# Homosassa



## Castmore (Jul 27, 2016)

I seen one roll just North of Bayport, last Saturday in about 5-6 ft.. that’s a few miles south of ya I know..


----------



## SomaliPirate (Feb 5, 2016)

I haven't been out in almost a month with my busted transom, but as of two days ago I heard they're showing up as far north as Yankeetown.


----------



## MariettaMike (Jun 14, 2012)

sidelock said:


> Anyone seeing any tarpon ?


Here we go again...

https://www.microskiff.com/threads/tarpon.45358/


----------



## Boneheaded (Oct 4, 2017)

Tarpon are the ones with the line on the side right? They sit under my dock light but will not eat bread or hotdogs..


----------



## SomaliPirate (Feb 5, 2016)

Boneheaded said:


> Tarpon are the ones with the line on the side right? They sit under my dock light but will not eat bread or hotdogs..

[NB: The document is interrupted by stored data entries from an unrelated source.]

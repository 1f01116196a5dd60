//! Corpus directory scanning.

use std::fs;
use std::path::{Path, PathBuf};
use std::time::Instant;

use lsh::{Corpus, TokenSet};
use tracing::{debug, info, Level};

use crate::PipelineError;
use crate::ngrams::load_ngrams;

/// A document loaded from disk, keyed by its file name.
#[derive(Debug, Clone, PartialEq, Eq)]
pub struct LoadedDocument {
    pub id: String,
    pub path: PathBuf,
    pub tokens: TokenSet,
}

/// Regular files directly inside `dir`, sorted by file name.
///
/// Subdirectories are not descended into. Files whose names are not valid
/// UTF-8 are skipped.
pub fn list_documents(dir: &Path) -> Result<Vec<(String, PathBuf)>, PipelineError> {
    if !dir.is_dir() {
        return Err(PipelineError::NotADirectory(dir.to_path_buf()));
    }

    let io_err = |source| PipelineError::Io {
        path: dir.to_path_buf(),
        source,
    };
    let mut files = Vec::new();
    for entry in fs::read_dir(dir).map_err(io_err)? {
        let entry = entry.map_err(io_err)?;
        let file_type = entry.file_type().map_err(io_err)?;
        if !file_type.is_file() {
            continue;
        }
        match entry.file_name().into_string() {
            Ok(name) => files.push((name, entry.path())),
            Err(name) => debug!(file = ?name, "skipping_non_utf8_name"),
        }
    }
    files.sort();
    Ok(files)
}

/// Load the word n-grams of every document in `dir`.
pub fn scan_directory(dir: &Path, ngram_len: usize) -> Result<Vec<LoadedDocument>, PipelineError> {
    let span = tracing::span!(Level::INFO, "docsim.scan", dir = %dir.display(), ngram_len);
    let _guard = span.enter();
    let start = Instant::now();

    let mut documents = Vec::new();
    for (id, path) in list_documents(dir)? {
        let tokens = load_ngrams(&path, ngram_len).map_err(|source| PipelineError::Io {
            path: path.clone(),
            source,
        })?;
        debug!(doc_id = %id, ngrams = tokens.len(), "document_loaded");
        documents.push(LoadedDocument { id, path, tokens });
    }

    info!(
        documents = documents.len(),
        elapsed_micros = start.elapsed().as_micros(),
        "scan_success"
    );
    Ok(documents)
}

/// Scan `dir` with the corpus' n-gram width and sign every document into it.
pub fn ingest_directory(dir: &Path, corpus: &mut Corpus) -> Result<usize, PipelineError> {
    let documents = scan_directory(dir, corpus.config().ngram_len)?;
    let inserted = corpus.insert_all(documents.into_iter().map(|doc| (doc.id, doc.tokens)))?;
    Ok(inserted)
}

Try some corn kernels on a gold J hook. You just have to make sure the bobber is set about a foot above the hook.


----------



## zmgsvt (Jun 5, 2009)

Haven't seen any, try back in September.


----------



## devrep (Feb 22, 2009)

Homosassa. Not that there's anything wrong with that...


----------



## jimsmicro (Oct 29, 2013)

They're here.


----------